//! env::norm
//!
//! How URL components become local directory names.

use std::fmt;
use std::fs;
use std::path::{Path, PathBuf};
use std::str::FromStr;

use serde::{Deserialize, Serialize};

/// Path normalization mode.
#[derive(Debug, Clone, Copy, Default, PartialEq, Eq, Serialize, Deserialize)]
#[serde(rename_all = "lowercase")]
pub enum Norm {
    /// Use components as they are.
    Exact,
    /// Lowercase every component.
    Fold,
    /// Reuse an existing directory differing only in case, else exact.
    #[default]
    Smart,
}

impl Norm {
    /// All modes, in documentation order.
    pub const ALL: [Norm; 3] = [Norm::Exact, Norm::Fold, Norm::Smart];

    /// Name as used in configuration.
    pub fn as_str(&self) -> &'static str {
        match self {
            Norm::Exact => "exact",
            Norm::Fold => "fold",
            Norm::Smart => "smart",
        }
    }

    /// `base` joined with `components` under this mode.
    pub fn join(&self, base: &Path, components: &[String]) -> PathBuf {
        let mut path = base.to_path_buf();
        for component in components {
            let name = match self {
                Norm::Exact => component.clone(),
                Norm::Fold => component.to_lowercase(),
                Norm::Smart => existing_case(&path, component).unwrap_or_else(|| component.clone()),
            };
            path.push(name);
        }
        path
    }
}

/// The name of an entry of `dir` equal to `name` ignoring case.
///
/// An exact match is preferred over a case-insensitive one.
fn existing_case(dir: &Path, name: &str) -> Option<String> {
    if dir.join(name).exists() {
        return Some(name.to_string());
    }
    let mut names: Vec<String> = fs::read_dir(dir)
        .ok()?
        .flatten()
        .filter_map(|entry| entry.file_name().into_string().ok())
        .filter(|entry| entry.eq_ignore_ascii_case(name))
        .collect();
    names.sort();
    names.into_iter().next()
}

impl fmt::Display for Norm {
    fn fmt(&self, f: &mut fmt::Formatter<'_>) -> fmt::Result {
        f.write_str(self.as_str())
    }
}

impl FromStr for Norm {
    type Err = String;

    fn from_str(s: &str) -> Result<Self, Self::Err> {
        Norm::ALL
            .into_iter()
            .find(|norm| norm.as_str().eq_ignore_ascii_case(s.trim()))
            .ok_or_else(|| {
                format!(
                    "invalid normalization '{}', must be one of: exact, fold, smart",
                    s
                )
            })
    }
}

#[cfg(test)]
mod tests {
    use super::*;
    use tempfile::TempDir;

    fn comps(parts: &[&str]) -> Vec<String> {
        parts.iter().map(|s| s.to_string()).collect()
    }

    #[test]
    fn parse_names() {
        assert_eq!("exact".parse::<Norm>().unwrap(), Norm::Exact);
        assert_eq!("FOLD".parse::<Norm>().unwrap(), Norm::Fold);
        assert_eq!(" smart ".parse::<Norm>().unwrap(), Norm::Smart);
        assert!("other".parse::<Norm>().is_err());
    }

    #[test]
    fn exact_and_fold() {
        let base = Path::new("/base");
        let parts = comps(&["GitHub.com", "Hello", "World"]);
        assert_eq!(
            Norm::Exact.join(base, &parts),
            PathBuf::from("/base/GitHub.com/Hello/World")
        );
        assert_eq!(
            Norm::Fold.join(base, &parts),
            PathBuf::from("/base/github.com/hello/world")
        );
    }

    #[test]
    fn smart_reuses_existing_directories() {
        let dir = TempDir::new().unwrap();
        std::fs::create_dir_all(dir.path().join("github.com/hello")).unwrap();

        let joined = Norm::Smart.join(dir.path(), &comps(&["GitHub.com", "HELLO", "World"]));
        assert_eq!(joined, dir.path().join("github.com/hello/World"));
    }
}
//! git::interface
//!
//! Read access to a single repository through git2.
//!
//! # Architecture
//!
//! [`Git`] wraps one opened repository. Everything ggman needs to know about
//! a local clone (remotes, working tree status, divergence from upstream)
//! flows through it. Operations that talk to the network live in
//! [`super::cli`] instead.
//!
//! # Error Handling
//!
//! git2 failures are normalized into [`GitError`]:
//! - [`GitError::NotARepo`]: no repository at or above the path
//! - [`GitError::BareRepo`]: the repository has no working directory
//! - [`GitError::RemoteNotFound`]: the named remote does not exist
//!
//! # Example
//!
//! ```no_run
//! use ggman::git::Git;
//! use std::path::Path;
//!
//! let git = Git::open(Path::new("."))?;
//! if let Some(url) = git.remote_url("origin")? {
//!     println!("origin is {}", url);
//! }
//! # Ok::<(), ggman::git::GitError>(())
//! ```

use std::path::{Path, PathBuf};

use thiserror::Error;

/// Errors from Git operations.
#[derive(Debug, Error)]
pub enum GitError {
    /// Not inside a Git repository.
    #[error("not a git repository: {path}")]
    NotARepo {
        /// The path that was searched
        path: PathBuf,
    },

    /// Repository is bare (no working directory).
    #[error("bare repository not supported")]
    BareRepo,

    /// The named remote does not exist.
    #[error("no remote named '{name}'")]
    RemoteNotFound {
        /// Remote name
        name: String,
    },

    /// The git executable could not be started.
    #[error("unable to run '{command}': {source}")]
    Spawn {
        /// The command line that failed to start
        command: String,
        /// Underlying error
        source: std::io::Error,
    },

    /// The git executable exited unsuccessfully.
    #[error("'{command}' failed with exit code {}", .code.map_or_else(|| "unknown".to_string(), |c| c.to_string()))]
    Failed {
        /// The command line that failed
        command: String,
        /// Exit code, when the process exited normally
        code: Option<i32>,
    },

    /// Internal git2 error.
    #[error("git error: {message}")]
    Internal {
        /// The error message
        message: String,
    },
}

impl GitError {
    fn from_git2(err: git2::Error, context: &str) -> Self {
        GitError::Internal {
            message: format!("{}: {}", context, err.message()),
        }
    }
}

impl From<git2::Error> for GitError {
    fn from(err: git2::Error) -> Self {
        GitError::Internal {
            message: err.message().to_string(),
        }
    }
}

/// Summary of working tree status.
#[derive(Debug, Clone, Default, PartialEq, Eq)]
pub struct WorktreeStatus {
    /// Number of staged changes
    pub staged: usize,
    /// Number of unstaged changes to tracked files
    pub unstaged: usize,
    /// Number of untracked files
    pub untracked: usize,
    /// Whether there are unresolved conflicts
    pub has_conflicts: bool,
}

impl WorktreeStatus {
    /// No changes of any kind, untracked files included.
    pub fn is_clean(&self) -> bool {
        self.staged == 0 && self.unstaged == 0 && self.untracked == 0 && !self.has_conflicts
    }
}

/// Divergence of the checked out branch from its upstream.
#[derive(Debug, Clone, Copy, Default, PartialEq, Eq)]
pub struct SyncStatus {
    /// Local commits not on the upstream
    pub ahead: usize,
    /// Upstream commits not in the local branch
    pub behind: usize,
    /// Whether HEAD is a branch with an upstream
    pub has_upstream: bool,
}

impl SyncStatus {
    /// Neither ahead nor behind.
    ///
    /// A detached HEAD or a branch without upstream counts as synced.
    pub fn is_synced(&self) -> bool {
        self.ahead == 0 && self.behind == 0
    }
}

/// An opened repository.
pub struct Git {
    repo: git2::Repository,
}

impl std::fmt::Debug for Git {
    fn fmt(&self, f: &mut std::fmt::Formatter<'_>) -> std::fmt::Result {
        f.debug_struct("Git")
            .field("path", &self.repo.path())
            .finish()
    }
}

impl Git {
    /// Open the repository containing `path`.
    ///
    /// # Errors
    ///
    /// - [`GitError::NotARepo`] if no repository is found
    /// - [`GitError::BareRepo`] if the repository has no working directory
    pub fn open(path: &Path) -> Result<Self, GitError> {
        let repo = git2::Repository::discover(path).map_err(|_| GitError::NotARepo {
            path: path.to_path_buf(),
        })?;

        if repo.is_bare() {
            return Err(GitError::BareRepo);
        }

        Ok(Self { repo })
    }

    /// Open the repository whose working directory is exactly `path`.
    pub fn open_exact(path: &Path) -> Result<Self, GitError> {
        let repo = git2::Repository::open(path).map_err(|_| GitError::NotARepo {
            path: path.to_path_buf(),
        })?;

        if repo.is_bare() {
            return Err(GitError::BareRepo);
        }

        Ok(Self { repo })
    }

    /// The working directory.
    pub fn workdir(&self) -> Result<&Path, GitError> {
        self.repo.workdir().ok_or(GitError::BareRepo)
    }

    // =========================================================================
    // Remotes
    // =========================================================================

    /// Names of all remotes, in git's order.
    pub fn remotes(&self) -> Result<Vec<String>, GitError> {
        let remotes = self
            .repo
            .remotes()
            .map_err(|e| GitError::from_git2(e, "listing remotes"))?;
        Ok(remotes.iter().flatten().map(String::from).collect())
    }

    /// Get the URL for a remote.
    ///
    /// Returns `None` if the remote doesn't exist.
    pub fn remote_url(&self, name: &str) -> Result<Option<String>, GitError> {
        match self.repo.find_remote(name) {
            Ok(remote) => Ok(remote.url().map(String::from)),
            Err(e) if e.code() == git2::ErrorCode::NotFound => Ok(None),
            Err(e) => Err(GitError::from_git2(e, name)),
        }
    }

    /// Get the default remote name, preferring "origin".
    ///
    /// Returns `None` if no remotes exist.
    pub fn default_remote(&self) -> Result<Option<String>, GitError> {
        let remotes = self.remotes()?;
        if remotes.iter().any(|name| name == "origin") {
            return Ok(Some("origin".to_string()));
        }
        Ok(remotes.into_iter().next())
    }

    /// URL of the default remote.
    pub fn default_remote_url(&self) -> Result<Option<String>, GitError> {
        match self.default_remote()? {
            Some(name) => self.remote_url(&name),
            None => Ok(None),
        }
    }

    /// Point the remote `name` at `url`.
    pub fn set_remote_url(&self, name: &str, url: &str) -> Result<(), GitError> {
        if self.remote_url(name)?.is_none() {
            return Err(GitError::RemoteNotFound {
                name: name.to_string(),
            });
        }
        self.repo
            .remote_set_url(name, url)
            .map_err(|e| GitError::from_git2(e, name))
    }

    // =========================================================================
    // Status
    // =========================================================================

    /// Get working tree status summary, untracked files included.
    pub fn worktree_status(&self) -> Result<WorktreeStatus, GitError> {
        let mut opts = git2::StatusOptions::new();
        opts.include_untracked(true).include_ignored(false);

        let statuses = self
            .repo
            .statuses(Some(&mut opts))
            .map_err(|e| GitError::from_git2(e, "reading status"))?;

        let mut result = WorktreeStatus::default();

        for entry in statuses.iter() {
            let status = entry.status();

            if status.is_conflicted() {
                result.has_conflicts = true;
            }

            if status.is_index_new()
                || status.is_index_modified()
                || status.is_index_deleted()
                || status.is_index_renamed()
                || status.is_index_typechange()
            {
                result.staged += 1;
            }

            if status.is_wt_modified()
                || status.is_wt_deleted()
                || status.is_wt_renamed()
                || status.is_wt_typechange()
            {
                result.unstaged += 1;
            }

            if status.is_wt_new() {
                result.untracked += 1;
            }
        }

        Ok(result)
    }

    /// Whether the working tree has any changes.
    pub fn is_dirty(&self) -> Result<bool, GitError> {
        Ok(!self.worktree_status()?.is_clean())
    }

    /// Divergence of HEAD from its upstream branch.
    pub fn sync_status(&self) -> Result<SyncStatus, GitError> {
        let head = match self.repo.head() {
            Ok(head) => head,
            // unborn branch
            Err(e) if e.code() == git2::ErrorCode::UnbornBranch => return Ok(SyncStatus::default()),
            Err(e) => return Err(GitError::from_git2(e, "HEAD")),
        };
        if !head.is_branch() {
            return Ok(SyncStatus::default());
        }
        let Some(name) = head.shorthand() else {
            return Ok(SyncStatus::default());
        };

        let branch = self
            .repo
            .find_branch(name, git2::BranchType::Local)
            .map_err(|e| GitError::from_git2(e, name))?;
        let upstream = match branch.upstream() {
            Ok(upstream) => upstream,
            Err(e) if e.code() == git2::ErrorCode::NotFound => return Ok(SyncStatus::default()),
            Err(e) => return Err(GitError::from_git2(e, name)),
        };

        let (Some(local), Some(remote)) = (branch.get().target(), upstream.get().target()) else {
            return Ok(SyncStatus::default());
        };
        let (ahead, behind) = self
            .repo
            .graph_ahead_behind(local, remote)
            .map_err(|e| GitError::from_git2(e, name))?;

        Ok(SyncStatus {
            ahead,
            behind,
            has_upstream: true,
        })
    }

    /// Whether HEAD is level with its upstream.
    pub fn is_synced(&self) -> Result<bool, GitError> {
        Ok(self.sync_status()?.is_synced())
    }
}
=-=-=
Report each line above containing the string "NotARepo".

//! - [`GitError::NotARepo`]: no repository at or above the path
    NotARepo {
    /// - [`GitError::NotARepo`] if no repository is found
        let repo = git2::Repository::discover(path).map_err(|_| GitError::NotARepo {
        let repo = git2::Repository::open(path).map_err(|_| GitError::NotARepo {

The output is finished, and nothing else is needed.